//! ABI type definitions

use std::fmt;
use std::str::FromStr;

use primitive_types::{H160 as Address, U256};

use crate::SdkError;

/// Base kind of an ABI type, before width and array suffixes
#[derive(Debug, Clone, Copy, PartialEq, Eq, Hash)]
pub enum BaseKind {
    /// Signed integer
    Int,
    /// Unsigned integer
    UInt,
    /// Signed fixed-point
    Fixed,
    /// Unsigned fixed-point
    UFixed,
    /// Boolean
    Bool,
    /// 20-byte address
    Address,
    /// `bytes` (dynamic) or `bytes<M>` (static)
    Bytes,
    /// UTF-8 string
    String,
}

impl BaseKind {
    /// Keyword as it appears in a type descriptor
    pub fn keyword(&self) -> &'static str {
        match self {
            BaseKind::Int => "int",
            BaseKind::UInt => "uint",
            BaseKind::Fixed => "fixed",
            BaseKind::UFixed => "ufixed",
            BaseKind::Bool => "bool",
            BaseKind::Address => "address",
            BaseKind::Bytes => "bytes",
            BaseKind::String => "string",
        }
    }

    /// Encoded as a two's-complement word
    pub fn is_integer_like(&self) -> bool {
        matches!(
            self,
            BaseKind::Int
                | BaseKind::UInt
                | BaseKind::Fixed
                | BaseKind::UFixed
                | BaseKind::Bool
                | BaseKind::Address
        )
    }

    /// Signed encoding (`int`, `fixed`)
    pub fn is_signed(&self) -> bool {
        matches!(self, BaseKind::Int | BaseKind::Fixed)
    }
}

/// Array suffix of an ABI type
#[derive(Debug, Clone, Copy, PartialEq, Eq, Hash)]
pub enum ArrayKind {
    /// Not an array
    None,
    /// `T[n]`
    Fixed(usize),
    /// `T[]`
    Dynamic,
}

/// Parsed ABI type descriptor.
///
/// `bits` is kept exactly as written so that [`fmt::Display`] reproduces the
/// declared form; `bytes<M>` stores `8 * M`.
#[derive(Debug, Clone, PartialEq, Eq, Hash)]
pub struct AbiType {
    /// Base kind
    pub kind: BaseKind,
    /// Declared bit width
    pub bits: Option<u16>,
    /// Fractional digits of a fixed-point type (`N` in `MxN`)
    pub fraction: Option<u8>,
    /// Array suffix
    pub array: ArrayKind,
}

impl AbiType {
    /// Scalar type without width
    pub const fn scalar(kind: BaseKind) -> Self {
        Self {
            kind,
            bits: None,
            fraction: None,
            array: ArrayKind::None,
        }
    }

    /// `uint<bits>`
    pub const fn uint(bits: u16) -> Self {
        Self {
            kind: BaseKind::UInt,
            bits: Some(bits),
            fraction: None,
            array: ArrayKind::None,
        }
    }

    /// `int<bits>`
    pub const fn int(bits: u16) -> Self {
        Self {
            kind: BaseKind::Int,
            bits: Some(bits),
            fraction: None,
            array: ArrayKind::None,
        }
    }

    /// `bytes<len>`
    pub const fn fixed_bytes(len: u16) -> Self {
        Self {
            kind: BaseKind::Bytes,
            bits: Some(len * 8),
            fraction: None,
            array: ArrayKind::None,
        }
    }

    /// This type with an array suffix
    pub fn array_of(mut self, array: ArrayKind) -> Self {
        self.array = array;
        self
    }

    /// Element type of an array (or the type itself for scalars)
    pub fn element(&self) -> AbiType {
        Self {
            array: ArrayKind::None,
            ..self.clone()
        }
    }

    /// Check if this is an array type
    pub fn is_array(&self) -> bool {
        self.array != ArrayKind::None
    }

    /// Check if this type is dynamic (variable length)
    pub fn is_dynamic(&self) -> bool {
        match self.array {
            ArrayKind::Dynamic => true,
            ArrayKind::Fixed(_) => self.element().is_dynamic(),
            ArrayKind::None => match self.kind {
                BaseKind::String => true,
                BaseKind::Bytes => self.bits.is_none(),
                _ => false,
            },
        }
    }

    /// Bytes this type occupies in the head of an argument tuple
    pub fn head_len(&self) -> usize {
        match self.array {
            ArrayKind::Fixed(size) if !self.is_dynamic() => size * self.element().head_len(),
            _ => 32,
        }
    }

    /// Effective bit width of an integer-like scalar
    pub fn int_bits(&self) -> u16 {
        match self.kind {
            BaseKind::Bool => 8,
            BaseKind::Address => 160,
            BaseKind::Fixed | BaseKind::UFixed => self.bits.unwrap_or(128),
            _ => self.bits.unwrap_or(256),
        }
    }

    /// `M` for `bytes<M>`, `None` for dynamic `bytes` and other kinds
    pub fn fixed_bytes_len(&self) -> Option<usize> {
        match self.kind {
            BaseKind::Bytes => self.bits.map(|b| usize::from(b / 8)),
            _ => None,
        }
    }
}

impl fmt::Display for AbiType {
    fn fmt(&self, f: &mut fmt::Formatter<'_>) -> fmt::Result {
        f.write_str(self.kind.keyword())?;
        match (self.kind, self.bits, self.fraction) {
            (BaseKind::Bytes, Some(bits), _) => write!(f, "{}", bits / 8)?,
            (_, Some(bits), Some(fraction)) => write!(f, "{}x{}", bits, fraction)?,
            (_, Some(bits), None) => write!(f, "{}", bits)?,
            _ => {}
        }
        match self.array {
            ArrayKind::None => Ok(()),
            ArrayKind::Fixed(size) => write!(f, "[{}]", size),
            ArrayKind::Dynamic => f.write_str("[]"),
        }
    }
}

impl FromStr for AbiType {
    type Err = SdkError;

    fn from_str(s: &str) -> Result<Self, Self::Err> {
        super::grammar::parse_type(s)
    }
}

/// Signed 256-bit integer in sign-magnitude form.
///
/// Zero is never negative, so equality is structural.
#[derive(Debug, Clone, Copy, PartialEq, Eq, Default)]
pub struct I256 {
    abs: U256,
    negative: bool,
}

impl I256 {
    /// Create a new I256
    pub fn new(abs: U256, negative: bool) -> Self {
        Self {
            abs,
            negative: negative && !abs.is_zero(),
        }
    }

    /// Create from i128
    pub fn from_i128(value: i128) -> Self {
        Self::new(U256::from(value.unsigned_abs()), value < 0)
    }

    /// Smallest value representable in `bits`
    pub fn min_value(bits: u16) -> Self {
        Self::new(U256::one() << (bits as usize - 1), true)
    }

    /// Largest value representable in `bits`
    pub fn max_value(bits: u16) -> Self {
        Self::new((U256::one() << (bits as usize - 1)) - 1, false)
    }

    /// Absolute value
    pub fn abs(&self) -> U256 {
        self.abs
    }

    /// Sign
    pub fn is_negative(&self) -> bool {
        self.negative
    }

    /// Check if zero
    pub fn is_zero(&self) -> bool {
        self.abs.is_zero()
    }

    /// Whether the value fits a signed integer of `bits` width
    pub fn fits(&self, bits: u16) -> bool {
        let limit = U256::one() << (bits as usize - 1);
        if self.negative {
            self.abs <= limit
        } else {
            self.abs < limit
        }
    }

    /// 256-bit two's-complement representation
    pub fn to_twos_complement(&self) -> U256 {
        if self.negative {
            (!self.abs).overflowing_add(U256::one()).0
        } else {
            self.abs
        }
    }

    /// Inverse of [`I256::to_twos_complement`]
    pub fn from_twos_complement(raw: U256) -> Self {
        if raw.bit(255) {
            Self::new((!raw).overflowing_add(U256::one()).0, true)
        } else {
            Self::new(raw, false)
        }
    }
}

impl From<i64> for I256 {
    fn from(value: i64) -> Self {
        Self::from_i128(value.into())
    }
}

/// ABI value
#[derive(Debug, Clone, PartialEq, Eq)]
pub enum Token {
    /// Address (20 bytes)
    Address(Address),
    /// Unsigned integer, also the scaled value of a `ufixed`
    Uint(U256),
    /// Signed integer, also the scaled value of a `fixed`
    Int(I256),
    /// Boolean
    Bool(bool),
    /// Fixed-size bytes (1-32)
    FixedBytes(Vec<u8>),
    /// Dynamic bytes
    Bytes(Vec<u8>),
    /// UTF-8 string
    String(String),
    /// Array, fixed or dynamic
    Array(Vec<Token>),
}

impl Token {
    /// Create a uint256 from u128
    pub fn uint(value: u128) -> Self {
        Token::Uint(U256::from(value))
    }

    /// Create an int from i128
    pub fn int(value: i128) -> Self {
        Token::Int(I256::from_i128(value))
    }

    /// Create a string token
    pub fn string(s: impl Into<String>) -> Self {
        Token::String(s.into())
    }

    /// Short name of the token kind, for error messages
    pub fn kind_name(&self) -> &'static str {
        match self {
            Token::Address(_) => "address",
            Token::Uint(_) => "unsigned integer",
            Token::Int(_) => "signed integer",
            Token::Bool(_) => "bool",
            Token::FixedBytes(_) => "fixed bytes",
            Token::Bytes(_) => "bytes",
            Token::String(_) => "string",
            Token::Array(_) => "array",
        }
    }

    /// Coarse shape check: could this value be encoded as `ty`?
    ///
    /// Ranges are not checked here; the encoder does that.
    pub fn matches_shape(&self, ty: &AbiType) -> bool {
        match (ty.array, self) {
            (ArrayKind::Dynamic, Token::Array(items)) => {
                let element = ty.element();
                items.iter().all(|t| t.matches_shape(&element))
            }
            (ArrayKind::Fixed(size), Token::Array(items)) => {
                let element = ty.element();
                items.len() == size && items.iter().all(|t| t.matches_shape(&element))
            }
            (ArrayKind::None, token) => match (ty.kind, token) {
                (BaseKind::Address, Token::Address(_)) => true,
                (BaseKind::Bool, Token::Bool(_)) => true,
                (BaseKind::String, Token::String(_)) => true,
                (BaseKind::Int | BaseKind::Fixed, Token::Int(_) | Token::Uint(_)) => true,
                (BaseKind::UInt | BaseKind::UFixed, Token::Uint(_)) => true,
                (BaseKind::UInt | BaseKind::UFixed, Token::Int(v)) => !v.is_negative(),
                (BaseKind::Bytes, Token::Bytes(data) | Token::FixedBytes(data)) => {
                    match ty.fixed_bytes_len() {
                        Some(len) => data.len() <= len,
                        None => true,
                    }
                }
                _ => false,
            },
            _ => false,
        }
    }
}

^^^^^^^^^^^^^^^^

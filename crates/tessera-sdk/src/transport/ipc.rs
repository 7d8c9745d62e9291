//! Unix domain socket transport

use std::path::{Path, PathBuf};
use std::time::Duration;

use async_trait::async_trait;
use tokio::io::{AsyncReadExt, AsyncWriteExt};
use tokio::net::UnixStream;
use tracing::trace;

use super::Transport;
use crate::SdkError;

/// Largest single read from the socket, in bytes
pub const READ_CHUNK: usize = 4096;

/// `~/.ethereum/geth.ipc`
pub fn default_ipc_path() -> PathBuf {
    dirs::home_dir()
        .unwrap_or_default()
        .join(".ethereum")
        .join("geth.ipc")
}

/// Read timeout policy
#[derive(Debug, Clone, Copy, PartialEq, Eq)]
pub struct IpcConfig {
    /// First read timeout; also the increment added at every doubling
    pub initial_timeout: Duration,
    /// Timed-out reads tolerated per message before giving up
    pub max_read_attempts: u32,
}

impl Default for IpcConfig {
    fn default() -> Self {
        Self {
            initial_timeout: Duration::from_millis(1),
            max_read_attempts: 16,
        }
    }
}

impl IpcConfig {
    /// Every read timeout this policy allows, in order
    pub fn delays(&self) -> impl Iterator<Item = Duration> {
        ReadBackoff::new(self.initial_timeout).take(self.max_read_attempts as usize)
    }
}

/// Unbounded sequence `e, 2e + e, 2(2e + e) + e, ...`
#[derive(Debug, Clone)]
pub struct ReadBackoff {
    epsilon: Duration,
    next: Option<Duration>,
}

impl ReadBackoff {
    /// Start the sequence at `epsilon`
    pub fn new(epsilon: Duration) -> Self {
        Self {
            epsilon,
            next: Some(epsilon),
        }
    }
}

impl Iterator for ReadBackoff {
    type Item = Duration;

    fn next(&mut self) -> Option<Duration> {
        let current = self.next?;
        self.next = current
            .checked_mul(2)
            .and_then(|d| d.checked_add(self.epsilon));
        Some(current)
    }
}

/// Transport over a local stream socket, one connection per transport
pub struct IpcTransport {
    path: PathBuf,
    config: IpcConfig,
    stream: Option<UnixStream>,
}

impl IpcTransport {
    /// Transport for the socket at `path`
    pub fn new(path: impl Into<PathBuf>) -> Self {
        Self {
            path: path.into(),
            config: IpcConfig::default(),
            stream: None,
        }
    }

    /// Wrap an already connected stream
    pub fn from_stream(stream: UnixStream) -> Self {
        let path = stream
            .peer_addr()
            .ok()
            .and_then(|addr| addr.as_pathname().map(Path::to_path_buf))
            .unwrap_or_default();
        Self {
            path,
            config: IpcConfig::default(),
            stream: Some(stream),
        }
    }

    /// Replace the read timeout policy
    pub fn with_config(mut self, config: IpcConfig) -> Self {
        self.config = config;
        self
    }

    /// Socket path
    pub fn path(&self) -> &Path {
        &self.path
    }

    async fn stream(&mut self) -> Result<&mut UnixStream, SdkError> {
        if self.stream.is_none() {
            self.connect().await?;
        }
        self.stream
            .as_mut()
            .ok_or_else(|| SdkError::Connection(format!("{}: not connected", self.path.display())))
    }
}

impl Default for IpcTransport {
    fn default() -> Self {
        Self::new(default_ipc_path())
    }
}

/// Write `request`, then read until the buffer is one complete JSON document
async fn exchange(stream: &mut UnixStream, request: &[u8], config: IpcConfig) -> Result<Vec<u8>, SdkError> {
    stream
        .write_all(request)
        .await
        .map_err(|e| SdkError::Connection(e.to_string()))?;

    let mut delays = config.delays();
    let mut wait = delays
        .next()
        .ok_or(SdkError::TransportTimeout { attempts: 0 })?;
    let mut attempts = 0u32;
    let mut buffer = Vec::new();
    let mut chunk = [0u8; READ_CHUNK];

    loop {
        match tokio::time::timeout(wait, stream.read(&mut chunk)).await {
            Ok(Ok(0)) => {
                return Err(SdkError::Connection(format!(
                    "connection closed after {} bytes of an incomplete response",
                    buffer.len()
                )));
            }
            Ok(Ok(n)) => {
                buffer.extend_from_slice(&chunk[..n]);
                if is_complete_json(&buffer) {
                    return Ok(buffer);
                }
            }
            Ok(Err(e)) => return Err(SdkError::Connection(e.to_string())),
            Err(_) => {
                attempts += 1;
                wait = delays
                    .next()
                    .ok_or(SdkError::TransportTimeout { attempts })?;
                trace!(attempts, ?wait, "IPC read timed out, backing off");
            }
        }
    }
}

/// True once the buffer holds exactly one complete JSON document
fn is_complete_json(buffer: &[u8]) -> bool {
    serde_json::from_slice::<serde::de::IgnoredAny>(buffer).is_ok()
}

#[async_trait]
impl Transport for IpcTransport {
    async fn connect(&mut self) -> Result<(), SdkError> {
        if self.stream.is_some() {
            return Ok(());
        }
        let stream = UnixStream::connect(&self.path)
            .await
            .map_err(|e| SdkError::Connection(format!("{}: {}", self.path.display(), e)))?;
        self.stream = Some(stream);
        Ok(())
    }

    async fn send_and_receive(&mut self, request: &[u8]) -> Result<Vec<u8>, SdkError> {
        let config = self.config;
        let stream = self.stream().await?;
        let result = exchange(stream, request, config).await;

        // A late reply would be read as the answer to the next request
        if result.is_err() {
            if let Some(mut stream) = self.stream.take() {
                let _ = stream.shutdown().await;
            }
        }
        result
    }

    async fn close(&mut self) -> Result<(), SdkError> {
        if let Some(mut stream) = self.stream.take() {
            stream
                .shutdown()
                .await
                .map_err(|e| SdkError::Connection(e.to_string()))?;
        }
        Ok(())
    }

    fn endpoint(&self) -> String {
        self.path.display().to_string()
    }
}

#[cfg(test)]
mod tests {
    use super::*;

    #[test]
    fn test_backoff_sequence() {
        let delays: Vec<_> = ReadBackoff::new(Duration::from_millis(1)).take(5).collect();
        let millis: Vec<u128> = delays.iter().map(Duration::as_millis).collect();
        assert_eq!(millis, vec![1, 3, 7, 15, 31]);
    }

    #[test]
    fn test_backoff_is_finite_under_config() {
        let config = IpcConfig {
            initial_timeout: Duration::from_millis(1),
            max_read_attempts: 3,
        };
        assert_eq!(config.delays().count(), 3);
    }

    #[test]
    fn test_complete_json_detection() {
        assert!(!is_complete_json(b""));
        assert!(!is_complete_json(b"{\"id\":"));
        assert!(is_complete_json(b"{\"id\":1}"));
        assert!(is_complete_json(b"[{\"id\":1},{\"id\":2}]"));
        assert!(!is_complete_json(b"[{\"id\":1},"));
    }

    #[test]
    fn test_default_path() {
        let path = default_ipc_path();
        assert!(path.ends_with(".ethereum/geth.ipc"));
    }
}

^^^^^^^^^^^^^^^^

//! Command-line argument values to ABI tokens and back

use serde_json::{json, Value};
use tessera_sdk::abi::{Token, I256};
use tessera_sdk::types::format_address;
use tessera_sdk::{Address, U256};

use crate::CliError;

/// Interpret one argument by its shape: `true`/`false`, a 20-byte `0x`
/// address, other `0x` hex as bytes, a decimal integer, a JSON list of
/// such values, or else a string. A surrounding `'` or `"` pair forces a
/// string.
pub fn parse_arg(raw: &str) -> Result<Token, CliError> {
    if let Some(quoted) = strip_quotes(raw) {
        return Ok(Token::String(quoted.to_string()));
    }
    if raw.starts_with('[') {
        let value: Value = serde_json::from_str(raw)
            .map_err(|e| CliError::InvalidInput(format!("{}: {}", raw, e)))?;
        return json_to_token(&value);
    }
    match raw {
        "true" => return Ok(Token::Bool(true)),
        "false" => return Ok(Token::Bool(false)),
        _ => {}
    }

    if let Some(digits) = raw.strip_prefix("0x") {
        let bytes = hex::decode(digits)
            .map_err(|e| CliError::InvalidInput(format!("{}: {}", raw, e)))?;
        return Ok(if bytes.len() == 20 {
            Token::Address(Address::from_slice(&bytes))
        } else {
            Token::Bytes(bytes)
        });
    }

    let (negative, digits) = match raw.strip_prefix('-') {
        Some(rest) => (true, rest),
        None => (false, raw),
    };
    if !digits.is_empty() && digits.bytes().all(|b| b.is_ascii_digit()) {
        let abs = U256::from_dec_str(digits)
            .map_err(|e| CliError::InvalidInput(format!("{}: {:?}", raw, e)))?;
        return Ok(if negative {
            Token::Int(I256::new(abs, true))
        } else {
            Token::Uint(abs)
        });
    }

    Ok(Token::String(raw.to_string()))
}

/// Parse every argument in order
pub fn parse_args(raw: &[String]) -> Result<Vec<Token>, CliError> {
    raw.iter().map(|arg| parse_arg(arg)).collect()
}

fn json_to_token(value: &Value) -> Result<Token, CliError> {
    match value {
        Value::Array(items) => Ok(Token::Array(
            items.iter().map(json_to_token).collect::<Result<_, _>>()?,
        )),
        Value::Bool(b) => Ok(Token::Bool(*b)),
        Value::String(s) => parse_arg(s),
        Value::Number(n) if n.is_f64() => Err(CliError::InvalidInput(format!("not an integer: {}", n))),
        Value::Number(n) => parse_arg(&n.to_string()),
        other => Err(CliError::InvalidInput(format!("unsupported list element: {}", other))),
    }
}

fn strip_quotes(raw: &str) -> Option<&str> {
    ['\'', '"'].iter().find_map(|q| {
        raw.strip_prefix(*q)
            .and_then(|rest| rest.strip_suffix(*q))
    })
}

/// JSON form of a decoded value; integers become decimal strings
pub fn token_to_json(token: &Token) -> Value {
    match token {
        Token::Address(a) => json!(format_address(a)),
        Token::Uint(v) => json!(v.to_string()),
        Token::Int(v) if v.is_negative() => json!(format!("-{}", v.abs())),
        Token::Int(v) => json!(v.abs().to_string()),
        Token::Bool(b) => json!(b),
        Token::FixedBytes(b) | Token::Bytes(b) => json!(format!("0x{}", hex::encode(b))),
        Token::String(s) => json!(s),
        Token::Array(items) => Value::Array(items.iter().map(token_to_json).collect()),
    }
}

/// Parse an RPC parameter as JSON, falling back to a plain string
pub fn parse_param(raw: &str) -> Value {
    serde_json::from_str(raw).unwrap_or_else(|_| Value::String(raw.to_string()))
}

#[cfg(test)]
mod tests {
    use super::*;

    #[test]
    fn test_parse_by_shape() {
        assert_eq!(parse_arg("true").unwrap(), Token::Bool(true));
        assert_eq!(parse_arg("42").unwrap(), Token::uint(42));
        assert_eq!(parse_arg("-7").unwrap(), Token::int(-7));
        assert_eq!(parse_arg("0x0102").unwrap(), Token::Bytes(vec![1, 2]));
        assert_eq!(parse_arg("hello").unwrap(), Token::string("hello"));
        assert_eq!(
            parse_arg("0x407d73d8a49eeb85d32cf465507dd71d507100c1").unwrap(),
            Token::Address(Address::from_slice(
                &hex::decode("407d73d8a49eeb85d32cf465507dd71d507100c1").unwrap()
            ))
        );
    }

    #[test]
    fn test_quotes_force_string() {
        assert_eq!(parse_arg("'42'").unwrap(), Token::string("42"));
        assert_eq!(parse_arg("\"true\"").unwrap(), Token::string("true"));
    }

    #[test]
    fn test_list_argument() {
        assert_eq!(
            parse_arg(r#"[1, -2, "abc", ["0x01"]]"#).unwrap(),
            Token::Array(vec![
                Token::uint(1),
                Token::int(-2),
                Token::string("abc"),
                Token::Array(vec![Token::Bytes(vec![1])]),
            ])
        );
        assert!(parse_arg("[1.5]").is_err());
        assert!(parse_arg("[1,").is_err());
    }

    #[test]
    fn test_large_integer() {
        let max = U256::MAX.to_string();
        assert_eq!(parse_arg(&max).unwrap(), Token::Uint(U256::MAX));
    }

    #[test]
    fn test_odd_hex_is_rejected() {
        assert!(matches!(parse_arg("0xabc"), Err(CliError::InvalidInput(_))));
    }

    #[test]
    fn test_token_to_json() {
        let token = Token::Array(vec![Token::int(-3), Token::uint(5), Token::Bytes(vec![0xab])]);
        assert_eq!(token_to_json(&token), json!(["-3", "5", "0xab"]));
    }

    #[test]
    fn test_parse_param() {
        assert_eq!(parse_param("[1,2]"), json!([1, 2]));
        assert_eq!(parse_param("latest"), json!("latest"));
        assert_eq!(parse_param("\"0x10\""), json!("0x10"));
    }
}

^^^^^^^^^^^^^^^^

WHAT IS BEING ASKED: Copy out only the lines above from the one with "async fn send_and_receive(&mut" to the one with "the next request", inclusive, exactly as they stand.

PROBLEM SOLUTION:
    async fn send_and_receive(&mut self, request: &[u8]) -> Result<Vec<u8>, SdkError> {
        let config = self.config;
        let stream = self.stream().await?;
        let result = exchange(stream, request, config).await;

        // A late reply would be read as the answer to the next request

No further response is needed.